Look through the lines below, find those with the word "payload", and copy them.

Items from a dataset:
::::

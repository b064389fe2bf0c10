//! Error types for credentials, signing, and payment negotiation.

use crate::chain::NetworkFamily;

/// A signing credential could not be turned into a signer capability.
///
/// Raised at startup only; the process refuses to serve tools afterwards.
#[derive(Debug, thiserror::Error)]
pub enum CredentialError {
    /// The secret for `family` is not a valid key.
    #[error("invalid {family} private key: {reason}")]
    Malformed {
        /// The family the secret was configured for.
        family: NetworkFamily,
        /// Why the secret was rejected. Never contains the secret itself.
        reason: String,
    },

    /// No secret was configured for any family.
    #[error("no signing credential configured, set EVM_PRIVATE_KEY or SVM_PRIVATE_KEY")]
    Missing,
}

impl CredentialError {
    /// Creates a [`CredentialError::Malformed`] for `family`.
    pub fn malformed(family: NetworkFamily, reason: impl Into<String>) -> Self {
        Self::Malformed {
            family,
            reason: reason.into(),
        }
    }
}

/// None of the offered payment options can be served by a registered signer.
#[derive(Debug, Clone, thiserror::Error)]
#[error("no registered signer supports the offered payment options [{}]", offered.join(", "))]
pub struct UnsupportedSchemeError {
    /// The offered options, as `scheme@network`.
    pub offered: Vec<String>,
}

/// A signer capability failed to produce a payload for a selected option.
#[derive(Debug, thiserror::Error)]
pub enum SchemeError {
    /// A field of the selected option cannot be used by this signer.
    #[error("invalid payment requirements: {0}")]
    InvalidRequirements(String),

    /// The cryptographic signing step failed.
    #[error("signing failed: {0}")]
    Signing(String),

    /// The payload could not be serialized.
    #[error("payload serialization failed: {0}")]
    Json(#[from] serde_json::Error),
}

/// Turning a challenge into a proof failed.
///
/// Every variant is recoverable: the caller surfaces the original 402
/// response instead of retrying.
#[derive(Debug, thiserror::Error)]
pub enum NegotiationError {
    /// No offered option matches a registered signer.
    #[error(transparent)]
    Unsupported(#[from] UnsupportedSchemeError),

    /// Options matched, but the selector rejected all of them.
    #[error("no acceptable payment option among {candidates} candidate(s)")]
    NoAcceptableOption {
        /// How many options matched a registered signer.
        candidates: usize,
    },

    /// The selected signer failed.
    #[error(transparent)]
    Scheme(#[from] SchemeError),
}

::::

__Response to this task__
/// A signer capability failed to produce a payload for a selected option.
    /// The payload could not be serialized.
    #[error("payload serialization failed: {0}")]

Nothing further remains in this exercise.